AIM OF THE TASK: Print, in exact form, the lines below from the one containing "style words in" through the one containing "pub mod config;", and omit all others.

MATERIAL FOR THE TASK:
►

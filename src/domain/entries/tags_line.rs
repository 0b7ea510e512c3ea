//! `tags: a, b` entry format

use super::{
    heading_title, in_index_order, join_trimmed, normalize_tags, EntryFormat, JournalEntry,
    OpenEntry,
};

/// Heading, optional `tags:` line, body; entries separated by blank lines
#[derive(Debug, Clone, Copy, Default)]
pub struct TagsLineFormat;

/// Tags of a `tags: a, b` line, if `line` is one
fn tags_line(line: &str) -> Option<Vec<String>> {
    let list = line.trim_start().strip_prefix("tags:")?;
    Some(normalize_tags(list.split(',')))
}

impl EntryFormat for TagsLineFormat {
    fn parse(&self, raw: &str, day: &str) -> Vec<JournalEntry> {
        let mut entries = Vec::new();
        let mut current: Option<OpenEntry> = None;

        for line in raw.lines() {
            if let Some(title) = heading_title(line) {
                if let Some(open) = current.take() {
                    entries.push(open.close(entries.len(), day));
                }
                current = Some(OpenEntry::new(title));
            } else if let Some(open) = current.as_mut() {
                match tags_line(line) {
                    Some(tags) => open.tags = tags,
                    None => open.body.push(line),
                }
            }
            // Lines before the first heading belong to no entry
        }

        if let Some(open) = current {
            entries.push(open.close(entries.len(), day));
        }

        entries
    }

    fn serialize(&self, entries: &[JournalEntry]) -> String {
        let mut lines = Vec::new();

        for entry in in_index_order(entries) {
            lines.push(format!("# {}", entry.title));
            let tags = self.canonical_tags(&entry.tags);
            if !tags.is_empty() {
                lines.push(format!("tags: {}", tags.join(", ")));
                lines.push(String::new());
            }
            if !entry.body.is_empty() {
                lines.push(entry.body.clone());
            }
            lines.push(String::new());
            lines.push(String::new());
        }

        join_trimmed(lines)
    }

    /// A comma inside a tag would split it on the way back in
    fn canonical_tags(&self, tags: &[String]) -> Vec<String> {
        normalize_tags(tags.iter().flat_map(|t| t.split(',')))
    }
}

#[cfg(test)]
mod tests {
    use super::*;

    const DAY: &str = "2025-01-17.md";

    fn parse(raw: &str) -> Vec<JournalEntry> {
        TagsLineFormat.parse(raw, DAY)
    }

    #[test]
    fn test_two_entry_scenario() {
        let entries = parse("# A\ntags: x, y\nbody1\n\n# B\n\nbody2");

        assert_eq!(entries.len(), 2);
        assert_eq!(entries[0].title, "A");
        assert_eq!(entries[0].tags, vec!["x", "y"]);
        assert_eq!(entries[0].body, "body1");
        assert_eq!(entries[0].entry_index, 0);
        assert_eq!(entries[0].day, DAY);

        assert_eq!(entries[1].title, "B");
        assert!(entries[1].tags.is_empty());
        assert_eq!(entries[1].body, "body2");
        assert_eq!(entries[1].entry_index, 1);
    }

    #[test]
    fn test_empty_and_whitespace_input() {
        assert!(parse("").is_empty());
        assert!(parse("   \n\n\t\n").is_empty());
    }

    #[test]
    fn test_text_without_headings_yields_nothing() {
        assert!(parse("just some notes\n## not a top heading\n#hashtag").is_empty());
        assert!(parse("tags: a, b\nbody").is_empty());
    }

    #[test]
    fn test_heading_without_body() {
        let entries = parse("# Lonely");
        assert_eq!(entries.len(), 1);
        assert_eq!(entries[0].body, "");
    }

    #[test]
    fn test_consecutive_headings() {
        let entries = parse("# One\n# Two\n# Three");
        assert_eq!(entries.len(), 3);
        assert!(entries.iter().all(|e| e.body.is_empty()));
        assert_eq!(entries[2].entry_index, 2);
    }

    #[test]
    fn test_internal_blank_lines_preserved() {
        let entries = parse("# A\n\n\nfirst\n\nsecond\n\n\n");
        assert_eq!(entries[0].body, "first\n\nsecond");
    }

    #[test]
    fn test_preamble_ignored() {
        let entries = parse("stray line\n\n# A\nbody");
        assert_eq!(entries.len(), 1);
        assert_eq!(entries[0].body, "body");
    }

    #[test]
    fn test_tags_are_deduplicated() {
        let entries = parse("# A\ntags: work, , home, work\nbody");
        assert_eq!(entries[0].tags, vec!["work", "home"]);
    }

    #[test]
    fn test_crlf_input() {
        let entries = parse("# A\r\ntags: x\r\nbody\r\n");
        assert_eq!(entries[0].title, "A");
        assert_eq!(entries[0].tags, vec!["x"]);
        assert_eq!(entries[0].body, "body");
    }

    #[test]
    fn test_serialize_layout() {
        let entries = parse("# A\ntags: x, y\nbody1\n\n# B\n\nbody2");
        let raw = TagsLineFormat.serialize(&entries);
        assert_eq!(raw, "# A\ntags: x, y\n\nbody1\n\n\n# B\nbody2");
    }

    #[test]
    fn test_serialize_follows_entry_index() {
        let mut entries = parse("# A\nfirst\n# B\nsecond");
        entries.reverse();
        let raw = TagsLineFormat.serialize(&entries);
        assert!(raw.starts_with("# A"));
    }

    #[test]
    fn test_serialize_empty_list() {
        assert_eq!(TagsLineFormat.serialize(&[]), "");
    }

    #[test]
    fn test_roundtrip_of_parsed_text() {
        let inputs = [
            "# A\ntags: x, y\nbody1\n\n# B\n\nbody2",
            "# One\n# Two\n\n\n# Three\ntags: t\n",
            "preamble\n# Morning\n\nline one\n\nline two\n\n# Evening\ntags: calm\n\nquiet",
        ];

        for input in inputs {
            let first = parse(input);
            let second = parse(&TagsLineFormat.serialize(&first));
            assert_eq!(first, second, "roundtrip failed for {:?}", input);
        }
    }

    #[test]
    fn test_roundtrip_of_built_entries() {
        let entries: Vec<JournalEntry> = [
            ("Standup", vec!["work", "team"], "Discussed the release.\n\nBlocked on review."),
            ("Run", vec!["health"], "5k in the rain"),
        ]
        .into_iter()
        .enumerate()
        .map(|(i, (title, tags, body))| {
            let mut entry = JournalEntry::new(title, tags.into_iter().map(String::from).collect(), body);
            entry.entry_index = i;
            entry.day = DAY.to_string();
            entry
        })
        .collect();

        assert_eq!(parse(&TagsLineFormat.serialize(&entries)), entries);
    }

    #[test]
    fn test_removing_first_entry_leaves_no_separator() {
        let mut entries = parse("# A\ntags: x\nbody1\n\n# B\n\nbody2");
        entries.remove(0);
        let raw = TagsLineFormat.serialize(&entries);
        assert_eq!(raw, "# B\nbody2");
    }
}
//! Prefix-based tag detection inside entry text

use super::heading_title;
use std::collections::BTreeSet;

/// Default tag prefixes
pub const DEFAULT_TAG_PREFIXES: &[&str] = &["#", "@"];

/// Find `#tag` / `@tag` style words in `text`.
///
/// Tags are lowercased with trailing punctuation stripped, sorted and unique.
/// Heading lines are skipped.
pub fn detect_tags<S: AsRef<str>>(text: &str, prefixes: &[S]) -> Vec<String> {
    let mut tags = BTreeSet::new();

    for line in text.lines().filter(|l| heading_title(l).is_none()) {
        for word in line.split_whitespace() {
            let Some(rest) = prefixes.iter().find_map(|p| {
                let p: &str = p.as_ref();
                if p.is_empty() {
                    None
                } else {
                    word.strip_prefix(p)
                }
            }) else {
                continue;
            };

            let tag = rest.trim_end_matches(['.', ',', ';', ':', '!', '?']);
            if tag.chars().any(char::is_alphanumeric) {
                tags.insert(tag.to_lowercase());
            }
        }
    }

    tags.into_iter().collect()
}

/// Append `detected` tags missing (case-insensitively) from `explicit`
pub fn merge_tags(explicit: &[String], detected: &[String]) -> Vec<String> {
    let mut merged = explicit.to_vec();
    for tag in detected {
        if !merged.iter().any(|t| t.eq_ignore_ascii_case(tag)) {
            merged.push(tag.clone());
        }
    }
    merged
}

#[cfg(test)]
mod tests {
    use super::*;

    #[test]
    fn test_detects_both_prefixes() {
        let tags = detect_tags("Met @Sam about #Launch, then #launch again.", DEFAULT_TAG_PREFIXES);
        assert_eq!(tags, vec!["launch", "sam"]);
    }

    #[test]
    fn test_ignores_bare_prefixes_and_headings() {
        let tags = detect_tags("# Title #here\n# \n## sub #deep\n@ # #!", DEFAULT_TAG_PREFIXES);
        assert_eq!(tags, vec!["deep"]);
    }

    #[test]
    fn test_custom_prefixes() {
        let prefixes = vec!["+".to_string()];
        assert_eq!(detect_tags("+gym and #work", &prefixes), vec!["gym"]);
    }

    #[test]
    fn test_empty_text() {
        assert!(detect_tags("", DEFAULT_TAG_PREFIXES).is_empty());
    }

    #[test]
    fn test_merge_tags() {
        let explicit = vec!["Work".to_string()];
        let detected = vec!["work".to_string(), "launch".to_string()];
        assert_eq!(merge_tags(&explicit, &detected), vec!["Work", "launch"]);
    }
}
//! Infrastructure layer - External I/O and persistence

pub mod backup;
pub mod config;
pub mod editor;
pub mod logging;
pub mod store;

pub use backup::{BackupManager, BackupOutcome, BackupTarget};
pub use config::Settings;
pub use editor::ExternalEditor;
pub use store::{DayStore, FileSystemStore};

◄

REPLY TO THE EXERCISE:
/// Find `#tag` / `@tag` style words in `text`.
///
/// Tags are lowercased with trailing punctuation stripped, sorted and unique.
/// Heading lines are skipped.
pub fn detect_tags<S: AsRef<str>>(text: &str, prefixes: &[S]) -> Vec<String> {
    let mut tags = BTreeSet::new();

    for line in text.lines().filter(|l| heading_title(l).is_none()) {
        for word in line.split_whitespace() {
            let Some(rest) = prefixes.iter().find_map(|p| {
                let p: &str = p.as_ref();
                if p.is_empty() {
                    None
                } else {
                    word.strip_prefix(p)
                }
            }) else {
                continue;
            };

            let tag = rest.trim_end_matches(['.', ',', ';', ':', '!', '?']);
            if tag.chars().any(char::is_alphanumeric) {
                tags.insert(tag.to_lowercase());
            }
        }
    }

    tags.into_iter().collect()
}

/// Append `detected` tags missing (case-insensitively) from `explicit`
pub fn merge_tags(explicit: &[String], detected: &[String]) -> Vec<String> {
    let mut merged = explicit.to_vec();
    for tag in detected {
        if !merged.iter().any(|t| t.eq_ignore_ascii_case(tag)) {
            merged.push(tag.clone());
        }
    }
    merged
}

#[cfg(test)]
mod tests {
    use super::*;

    #[test]
    fn test_detects_both_prefixes() {
        let tags = detect_tags("Met @Sam about #Launch, then #launch again.", DEFAULT_TAG_PREFIXES);
        assert_eq!(tags, vec!["launch", "sam"]);
    }

    #[test]
    fn test_ignores_bare_prefixes_and_headings() {
        let tags = detect_tags("# Title #here\n# \n## sub #deep\n@ # #!", DEFAULT_TAG_PREFIXES);
        assert_eq!(tags, vec!["deep"]);
    }

    #[test]
    fn test_custom_prefixes() {
        let prefixes = vec!["+".to_string()];
        assert_eq!(detect_tags("+gym and #work", &prefixes), vec!["gym"]);
    }

    #[test]
    fn test_empty_text() {
        assert!(detect_tags("", DEFAULT_TAG_PREFIXES).is_empty());
    }

    #[test]
    fn test_merge_tags() {
        let explicit = vec!["Work".to_string()];
        let detected = vec!["work".to_string(), "launch".to_string()];
        assert_eq!(merge_tags(&explicit, &detected), vec!["Work", "launch"]);
    }
}
//! Infrastructure layer - External I/O and persistence

pub mod backup;
pub mod config;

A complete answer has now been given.